I'm not sure what you mean, but if you don't want me to post in thread's in which you've posted, message received. I'd rather you not do anything to me rather than have you do something and think that means I owe you a favor. Dick.

Originally Posted by whiteflags

I'm not sure what you mean, but if you don't want me to post in thread's in which you've posted, message received. I'd rather you not do anything to me rather than have you do something and think that means I owe you a favor. Dick.

I'm not sure where you got that idea ("but if you don't want me to post in thread's in which you've posted"). Why would I not want you to post in threads in which I've posted? That's crazy.

I don't expect any favours.

If you really want a cookie I'll bake you one, though.

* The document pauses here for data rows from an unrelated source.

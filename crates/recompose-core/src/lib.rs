#![doc = r"Core runtime for positional, incrementally re-executed UI compositions."]

pub mod applier;
mod composer;
mod effects;
mod error;
pub mod hash;
mod invalidation;
pub mod platform;
mod recomposer;
mod remember;
mod scope;
mod slot_table;
mod slot_value;
mod state;

pub use applier::{Applier, ApplierHost, ConcreteApplierHost, NodeError};
pub use composer::{Composer, ComposerId};
pub use effects::{DisposableEffectResult, DisposableEffectScope};
pub use error::ComposeError;
pub use hash::hash_key;
pub use platform::{DefaultScheduler, RecomposeScheduler};
pub use recomposer::{Recomposer, RecomposerHandle, RecomposerState, MAX_PASS_EXECUTIONS};
pub use remember::{Owned, RememberedHandle};
pub use scope::RecomposeScope;
pub use slot_value::{HostValue, SlotValue};
pub use state::{MutableState, State};

pub type Key = u64;
pub type NodeId = usize;
pub type ScopeId = usize;
pub type StateId = usize;

/// Derives a group key from a source location.
///
/// Two call sites never share a key unless they share file, line and column,
/// which is what keeps sibling groups from different call sites apart.
pub fn location_key(file: &str, line: u32, column: u32) -> Key {
    hash_key(&(file, line, column))
}

/// Expands to the [`Key`] of the call site it is written at.
#[macro_export]
macro_rules! call_site_key {
    () => {
        $crate::location_key(file!(), line!(), column!())
    };
}

#[cfg(test)]
#[path = "tests/slot_table_tests.rs"]
mod slot_table_tests;

#[cfg(test)]
#[path = "tests/slot_value_tests.rs"]
mod slot_value_tests;

#[cfg(test)]
#[path = "tests/composer_tests.rs"]
mod composer_tests;

#[cfg(test)]
#[path = "tests/state_tests.rs"]
mod state_tests;

#[cfg(test)]
#[path = "tests/recomposer_tests.rs"]
mod recomposer_tests;
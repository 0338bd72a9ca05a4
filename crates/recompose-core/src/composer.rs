use std::any::type_name;
use std::cell::{Cell, Ref, RefCell, RefMut};
use std::hash::Hash;
use std::marker::PhantomData;
use std::rc::Rc;
use std::sync::atomic::{AtomicUsize, Ordering};
use std::sync::{Arc, Weak};

use crate::applier::{ApplierHost, Command};
use crate::error::ComposeError;
use crate::hash::map::HashMap;
use crate::hash_key;
use crate::invalidation::InvalidationQueue;
use crate::remember::{Owned, RememberedHandle};
use crate::scope::{RecomposeBody, RecomposeScope};
use crate::slot_table::{GroupStart, Removed, SlotTable};
use crate::slot_value::SlotValue;
use crate::state::{MutableState, StateObject};
use crate::{Key, NodeId, ScopeId};

pub type ComposerId = usize;

static NEXT_COMPOSER_ID: AtomicUsize = AtomicUsize::new(1);

const ROOT_KEY: Key = 0x7265_636f_6d70_6f73;
const NODE_KEY: Key = 0x6e6f_6465_6772_6f75;

struct ComposerCore {
    id: ComposerId,
    slots: RefCell<SlotTable>,
    scopes: RefCell<HashMap<ScopeId, RecomposeScope>>,
    scope_stack: RefCell<Vec<RecomposeScope>>,
    node_stack: RefCell<Vec<NodeId>>,
    /// Entries of `node_stack` pushed by the runtime rather than by a body.
    node_base: Cell<usize>,
    children: RefCell<HashMap<Option<NodeId>, Vec<NodeId>>>,
    next_node: Cell<NodeId>,
    commands: RefCell<Vec<Command>>,
    side_effects: RefCell<Vec<Box<dyn FnOnce()>>>,
    applier: Option<Rc<dyn ApplierHost>>,
    queue: Arc<InvalidationQueue>,
    poisoned: Cell<bool>,
    disposed: Cell<bool>,
    _not_send: PhantomData<*const ()>,
}

/// Cursor over one composition's slot table.
///
/// A composer is created by a [`Recomposer`](crate::Recomposer) and handed to
/// composable bodies, which call its group, slot and node operations in the
/// same order on every execution. Cloning is cheap and shares the same
/// composition.
#[derive(Clone)]
pub struct Composer {
    core: Rc<ComposerCore>,
}

impl PartialEq for Composer {
    fn eq(&self, other: &Self) -> bool {
        Rc::ptr_eq(&self.core, &other.core)
    }
}
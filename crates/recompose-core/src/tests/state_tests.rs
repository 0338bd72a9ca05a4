use std::cell::Cell;
use std::rc::Rc;
use std::thread;

use crate::{Composer, MutableState, Recomposer, RecomposerHandle};

fn assert_send_sync<T: Send + Sync>() {}

#[test]
fn cells_and_handles_cross_threads() {
    assert_send_sync::<MutableState<i32>>();
    assert_send_sync::<RecomposerHandle>();
}

#[test]
fn set_reports_whether_the_value_changed() {
    let cell = MutableState::new(1);
    assert!(!cell.set(1));
    assert_eq!(cell.version(), 0);
    assert!(cell.set(2));
    assert_eq!(cell.version(), 1);
    assert!(cell.update(|value| *value += 1));
    assert!(!cell.update(|_| {}));
    assert_eq!(cell.value(), 3);
    assert_eq!(cell.version(), 2);
}

#[test]
fn read_only_view_shares_the_cell() {
    let cell = MutableState::new(String::from("a"));
    let view = cell.as_state();
    cell.set(String::from("b"));
    assert_eq!(view.value(), "b");
    assert_eq!(view.id(), cell.id());
    assert_eq!(view.version(), 1);
}

#[test]
fn tracked_read_subscribes_the_reading_scope() {
    let recomposer = Recomposer::new();
    let cell = MutableState::new(0);
    let reader = cell.clone();
    let scope = recomposer
        .compose(move |composer| {
            reader.read(composer);
            composer.current_scope().map(|scope| scope.id())
        })
        .expect("compose")
        .expect("root scope");

    assert_eq!(cell.subscriber_count(), 1);
    assert!(cell.set(1));
    let pending = recomposer.get_pending_recompositions();
    assert_eq!(pending.len(), 1);
    assert!(pending.contains(&scope));
}

#[test]
fn untracked_read_subscribes_nothing() {
    let recomposer = Recomposer::new();
    let cell = MutableState::new(0);
    let reader = cell.clone();
    recomposer
        .compose(move |_| reader.value())
        .expect("compose");

    cell.set(1);
    assert_eq!(cell.subscriber_count(), 0);
    assert!(!recomposer.has_pending_recompositions());
}

#[test]
fn writes_before_a_pass_coalesce_into_one_entry() {
    let recomposer = Recomposer::new();
    let cell = MutableState::new(0);
    let runs = Rc::new(Cell::new(0));
    let (reader, counter) = (cell.clone(), Rc::clone(&runs));
    recomposer
        .compose(move |composer| {
            reader.read(composer);
            counter.set(counter.get() + 1);
        })
        .expect("compose");

    for value in 1..=5 {
        cell.set(value);
    }
    assert_eq!(recomposer.get_pending_recompositions().len(), 1);
    assert_eq!(recomposer.recompose(), Ok(1));
    assert_eq!(runs.get(), 2);
}

#[test]
fn same_value_writes_leave_nothing_pending() {
    let recomposer = Recomposer::new();
    let cell = MutableState::new(7);
    let reader = cell.clone();
    recomposer
        .compose(move |composer| reader.read(composer))
        .expect("compose");
    let untouched = recomposer.get_pending_recompositions();

    assert!(!cell.set(7));
    assert_eq!(recomposer.get_pending_recompositions(), untouched);
    assert!(untouched.is_empty());
}

#[test]
fn scopes_stop_listening_to_cells_they_no_longer_read() {
    let recomposer = Recomposer::new();
    let composer = recomposer.create_composer();
    let cell = MutableState::new(0);
    let reads = Rc::new(Cell::new(true));
    let body = {
        let cell = cell.clone();
        let reads = Rc::clone(&reads);
        move |composer: &Composer| {
            if reads.get() {
                cell.read(composer);
            }
        }
    };

    recomposer.compose_with(&composer, body.clone()).expect("first");
    assert_eq!(cell.subscriber_count(), 1);
    reads.set(false);
    recomposer.compose_with(&composer, body).expect("second");
    assert_eq!(cell.subscriber_count(), 0);
    cell.set(1);
    assert!(!recomposer.has_pending_recompositions());
}

#[test]
fn reads_go_to_the_innermost_restart_group() {
    let recomposer = Recomposer::new();
    let cell = MutableState::new(0);
    let reader = cell.clone();
    let (outer, inner) = recomposer
        .compose(move |composer| {
            let outer = composer.current_scope().map(|scope| scope.id());
            let inner = Rc::new(Cell::new(None));
            let seen = Rc::clone(&inner);
            let reader = reader.clone();
            composer.restart_group(1, move |composer| {
                composer.with_group(2, |composer| reader.read(composer));
                seen.set(
                    composer
                        .current_scope()
                        .map(|scope| scope.id()),
                );
            });
            (outer, inner.get())
        })
        .expect("compose");

    cell.set(1);
    let pending = recomposer.get_pending_recompositions();
    assert_eq!(pending.len(), 1);
    assert!(pending.contains(&inner.expect("restart scope")));
    assert!(!pending.contains(&outer.expect("root scope")));
}

#[test]
fn writes_from_another_thread_mark_scopes_pending() {
    let recomposer = Recomposer::new();
    let cell = MutableState::new(0_u64);
    let reader = cell.clone();
    recomposer
        .compose(move |composer| reader.read(composer))
        .expect("compose");

    let writer = cell.clone();
    thread::spawn(move || {
        writer.set(42);
    })
    .join()
    .expect("writer thread");

    assert!(recomposer.handle().has_pending());
    assert_eq!(recomposer.recompose(), Ok(1));
    assert!(!recomposer.has_pending_recompositions());
}

#[test]
fn dropped_recomposer_does_not_keep_cells_subscribed() {
    let cell = MutableState::new(0);
    {
        let recomposer = Recomposer::new();
        let reader = cell.clone();
        recomposer
            .compose(move |composer| reader.read(composer))
            .expect("compose");
        assert_eq!(cell.subscriber_count(), 1);
    }
    assert_eq!(cell.subscriber_count(), 0);
    assert!(cell.set(1));
}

Here, have it.

P.S. My name is Hodor, not Richard.

Edit: I really have no idea why you think I dislike you or have some kind of grudge, or something. I assure you that that's not the case. *confused*

This animosity you have towards me seems to be related to a PM a sent you regarding an answer you posted here. I am happy for that conversation to be made public. The only reason I sent it via PM was because I thought that, perhaps, you just weren't thinking clearly that day (because all your other posts and post history seemed to indicate that you are very knowledgeable). I sent it via PM because I thought you'd made a simple mistake and it was not worth posting publicly. In hindsight I should have just mentioned it in the thread. (Edit: because I'm a nice guy and didn't want to contradict what seemed like an innocent lapse in public. That is the last time I will take that approach, for sure).